> **Task to complete**: Scan the material for the word "Networks" and return every matching line.

*** Provided material

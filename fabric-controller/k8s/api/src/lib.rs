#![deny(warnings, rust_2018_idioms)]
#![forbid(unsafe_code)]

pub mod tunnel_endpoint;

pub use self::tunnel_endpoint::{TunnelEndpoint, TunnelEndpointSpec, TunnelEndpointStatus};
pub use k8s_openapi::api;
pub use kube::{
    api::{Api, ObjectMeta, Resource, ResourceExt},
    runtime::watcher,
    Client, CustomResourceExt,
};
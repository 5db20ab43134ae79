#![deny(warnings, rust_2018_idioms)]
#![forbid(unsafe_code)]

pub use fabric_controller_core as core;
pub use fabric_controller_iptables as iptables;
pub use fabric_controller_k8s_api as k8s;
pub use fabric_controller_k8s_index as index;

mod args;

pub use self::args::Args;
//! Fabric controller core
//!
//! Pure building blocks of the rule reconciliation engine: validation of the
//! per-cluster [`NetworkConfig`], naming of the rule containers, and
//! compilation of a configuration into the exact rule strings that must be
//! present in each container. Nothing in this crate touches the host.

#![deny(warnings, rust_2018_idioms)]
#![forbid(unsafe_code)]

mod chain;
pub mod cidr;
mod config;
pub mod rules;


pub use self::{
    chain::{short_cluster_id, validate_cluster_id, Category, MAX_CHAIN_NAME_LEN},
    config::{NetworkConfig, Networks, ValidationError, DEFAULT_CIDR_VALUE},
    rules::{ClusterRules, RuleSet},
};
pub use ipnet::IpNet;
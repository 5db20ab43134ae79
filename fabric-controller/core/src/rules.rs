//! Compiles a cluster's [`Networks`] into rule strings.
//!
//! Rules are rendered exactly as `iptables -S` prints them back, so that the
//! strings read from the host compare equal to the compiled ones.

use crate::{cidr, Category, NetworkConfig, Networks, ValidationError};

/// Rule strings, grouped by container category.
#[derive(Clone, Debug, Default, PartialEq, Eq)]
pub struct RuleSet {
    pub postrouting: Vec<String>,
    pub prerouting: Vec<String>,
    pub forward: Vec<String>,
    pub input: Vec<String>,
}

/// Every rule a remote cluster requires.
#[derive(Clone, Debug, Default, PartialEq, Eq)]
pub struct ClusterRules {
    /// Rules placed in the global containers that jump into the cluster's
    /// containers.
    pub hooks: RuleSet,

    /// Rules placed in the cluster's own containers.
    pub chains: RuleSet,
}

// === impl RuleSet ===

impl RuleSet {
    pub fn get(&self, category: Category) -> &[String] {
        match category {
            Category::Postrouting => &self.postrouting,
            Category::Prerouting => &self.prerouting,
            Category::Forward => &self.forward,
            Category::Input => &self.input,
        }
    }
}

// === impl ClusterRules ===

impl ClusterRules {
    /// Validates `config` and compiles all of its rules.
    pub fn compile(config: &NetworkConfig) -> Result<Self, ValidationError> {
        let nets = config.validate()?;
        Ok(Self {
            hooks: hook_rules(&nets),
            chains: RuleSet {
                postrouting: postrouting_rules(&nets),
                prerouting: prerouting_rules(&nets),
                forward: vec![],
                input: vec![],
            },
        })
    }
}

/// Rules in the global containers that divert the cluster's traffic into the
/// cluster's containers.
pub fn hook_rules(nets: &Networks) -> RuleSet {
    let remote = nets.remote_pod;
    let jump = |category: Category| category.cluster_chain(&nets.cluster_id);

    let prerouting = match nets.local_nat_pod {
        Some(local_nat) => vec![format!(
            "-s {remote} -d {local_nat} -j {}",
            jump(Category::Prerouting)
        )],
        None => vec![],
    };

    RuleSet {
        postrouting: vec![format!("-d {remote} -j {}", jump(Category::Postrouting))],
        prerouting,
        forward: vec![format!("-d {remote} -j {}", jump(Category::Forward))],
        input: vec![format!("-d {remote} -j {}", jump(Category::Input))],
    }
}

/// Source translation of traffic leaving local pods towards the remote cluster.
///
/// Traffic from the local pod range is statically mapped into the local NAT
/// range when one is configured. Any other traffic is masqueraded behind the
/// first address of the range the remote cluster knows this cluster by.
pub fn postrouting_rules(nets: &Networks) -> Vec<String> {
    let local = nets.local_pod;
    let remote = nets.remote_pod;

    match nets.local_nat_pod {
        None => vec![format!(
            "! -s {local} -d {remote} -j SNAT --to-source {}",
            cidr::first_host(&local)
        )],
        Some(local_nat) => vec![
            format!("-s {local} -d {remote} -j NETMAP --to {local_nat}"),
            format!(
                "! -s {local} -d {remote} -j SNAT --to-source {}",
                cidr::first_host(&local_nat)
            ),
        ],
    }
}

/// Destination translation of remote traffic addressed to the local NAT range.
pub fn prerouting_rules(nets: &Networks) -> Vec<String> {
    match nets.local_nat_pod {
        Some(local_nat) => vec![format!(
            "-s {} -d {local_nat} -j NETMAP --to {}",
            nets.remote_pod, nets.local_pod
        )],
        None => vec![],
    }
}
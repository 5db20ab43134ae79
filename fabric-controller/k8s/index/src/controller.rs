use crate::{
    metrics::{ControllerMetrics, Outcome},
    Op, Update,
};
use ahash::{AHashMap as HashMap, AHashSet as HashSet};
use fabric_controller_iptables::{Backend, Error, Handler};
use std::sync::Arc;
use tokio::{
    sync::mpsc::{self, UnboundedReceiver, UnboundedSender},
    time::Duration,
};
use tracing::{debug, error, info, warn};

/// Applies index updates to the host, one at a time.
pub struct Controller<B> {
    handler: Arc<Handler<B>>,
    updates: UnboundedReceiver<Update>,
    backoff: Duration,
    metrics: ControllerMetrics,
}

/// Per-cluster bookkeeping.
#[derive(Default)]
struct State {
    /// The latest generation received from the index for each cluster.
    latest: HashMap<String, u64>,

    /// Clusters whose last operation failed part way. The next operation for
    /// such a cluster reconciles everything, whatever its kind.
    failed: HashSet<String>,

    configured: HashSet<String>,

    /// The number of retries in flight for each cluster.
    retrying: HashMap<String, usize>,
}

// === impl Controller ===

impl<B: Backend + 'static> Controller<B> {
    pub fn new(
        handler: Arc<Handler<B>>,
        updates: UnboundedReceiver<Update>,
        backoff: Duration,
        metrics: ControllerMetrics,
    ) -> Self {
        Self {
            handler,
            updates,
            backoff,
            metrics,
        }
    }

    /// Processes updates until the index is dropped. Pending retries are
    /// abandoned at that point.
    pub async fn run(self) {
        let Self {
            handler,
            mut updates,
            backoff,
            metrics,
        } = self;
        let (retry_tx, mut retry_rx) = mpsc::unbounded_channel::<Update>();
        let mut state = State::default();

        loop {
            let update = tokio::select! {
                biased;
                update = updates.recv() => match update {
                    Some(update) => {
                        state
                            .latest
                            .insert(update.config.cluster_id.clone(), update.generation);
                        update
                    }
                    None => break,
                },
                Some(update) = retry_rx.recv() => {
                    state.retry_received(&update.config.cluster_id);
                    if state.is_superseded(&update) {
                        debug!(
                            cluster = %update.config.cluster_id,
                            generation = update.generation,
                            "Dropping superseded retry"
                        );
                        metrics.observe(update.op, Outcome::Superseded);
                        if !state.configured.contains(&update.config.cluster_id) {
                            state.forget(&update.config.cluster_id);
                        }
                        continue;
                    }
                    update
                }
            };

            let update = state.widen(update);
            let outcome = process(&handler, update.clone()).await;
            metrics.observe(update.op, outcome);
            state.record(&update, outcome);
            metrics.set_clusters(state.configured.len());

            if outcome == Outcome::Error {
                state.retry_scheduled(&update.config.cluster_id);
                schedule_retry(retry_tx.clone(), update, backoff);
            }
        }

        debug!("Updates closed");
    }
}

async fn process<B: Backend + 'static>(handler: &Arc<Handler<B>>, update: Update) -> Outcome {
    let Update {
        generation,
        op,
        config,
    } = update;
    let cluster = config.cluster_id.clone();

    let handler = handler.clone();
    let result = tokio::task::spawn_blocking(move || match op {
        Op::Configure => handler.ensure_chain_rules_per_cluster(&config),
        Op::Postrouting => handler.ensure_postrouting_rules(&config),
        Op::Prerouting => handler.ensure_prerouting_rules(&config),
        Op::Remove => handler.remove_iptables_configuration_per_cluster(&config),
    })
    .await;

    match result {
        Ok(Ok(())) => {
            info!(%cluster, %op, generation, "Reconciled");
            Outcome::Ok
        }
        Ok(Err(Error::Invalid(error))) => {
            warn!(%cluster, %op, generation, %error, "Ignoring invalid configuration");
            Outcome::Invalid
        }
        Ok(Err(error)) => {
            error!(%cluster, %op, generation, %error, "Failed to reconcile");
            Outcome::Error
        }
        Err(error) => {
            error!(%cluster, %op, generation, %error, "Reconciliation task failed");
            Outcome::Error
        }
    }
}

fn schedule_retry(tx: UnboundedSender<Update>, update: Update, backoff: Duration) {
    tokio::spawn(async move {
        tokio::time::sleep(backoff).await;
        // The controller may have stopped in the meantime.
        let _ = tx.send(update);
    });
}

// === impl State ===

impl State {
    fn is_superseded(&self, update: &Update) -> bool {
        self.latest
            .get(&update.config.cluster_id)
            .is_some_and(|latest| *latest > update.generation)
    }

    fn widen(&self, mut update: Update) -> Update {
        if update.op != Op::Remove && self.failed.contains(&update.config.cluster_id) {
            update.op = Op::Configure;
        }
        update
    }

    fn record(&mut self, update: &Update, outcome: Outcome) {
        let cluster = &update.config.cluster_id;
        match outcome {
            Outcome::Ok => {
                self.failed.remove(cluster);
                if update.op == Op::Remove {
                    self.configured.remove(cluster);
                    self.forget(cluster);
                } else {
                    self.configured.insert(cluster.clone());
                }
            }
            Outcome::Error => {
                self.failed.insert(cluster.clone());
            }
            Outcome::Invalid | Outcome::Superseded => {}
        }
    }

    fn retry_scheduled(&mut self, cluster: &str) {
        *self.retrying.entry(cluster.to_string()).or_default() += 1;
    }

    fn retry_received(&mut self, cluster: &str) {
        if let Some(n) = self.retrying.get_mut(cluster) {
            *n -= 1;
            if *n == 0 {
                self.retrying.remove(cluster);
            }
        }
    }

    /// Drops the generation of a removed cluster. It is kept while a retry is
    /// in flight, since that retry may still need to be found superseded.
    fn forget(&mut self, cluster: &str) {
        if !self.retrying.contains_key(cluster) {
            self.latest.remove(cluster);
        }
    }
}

******

> **Your solution**:
    config::{NetworkConfig, Networks, ValidationError, DEFAULT_CIDR_VALUE},
//! Compiles a cluster's [`Networks`] into rule strings.
use crate::{cidr, Category, NetworkConfig, Networks, ValidationError};
pub fn hook_rules(nets: &Networks) -> RuleSet {
pub fn postrouting_rules(nets: &Networks) -> Vec<String> {
pub fn prerouting_rules(nets: &Networks) -> Vec<String> {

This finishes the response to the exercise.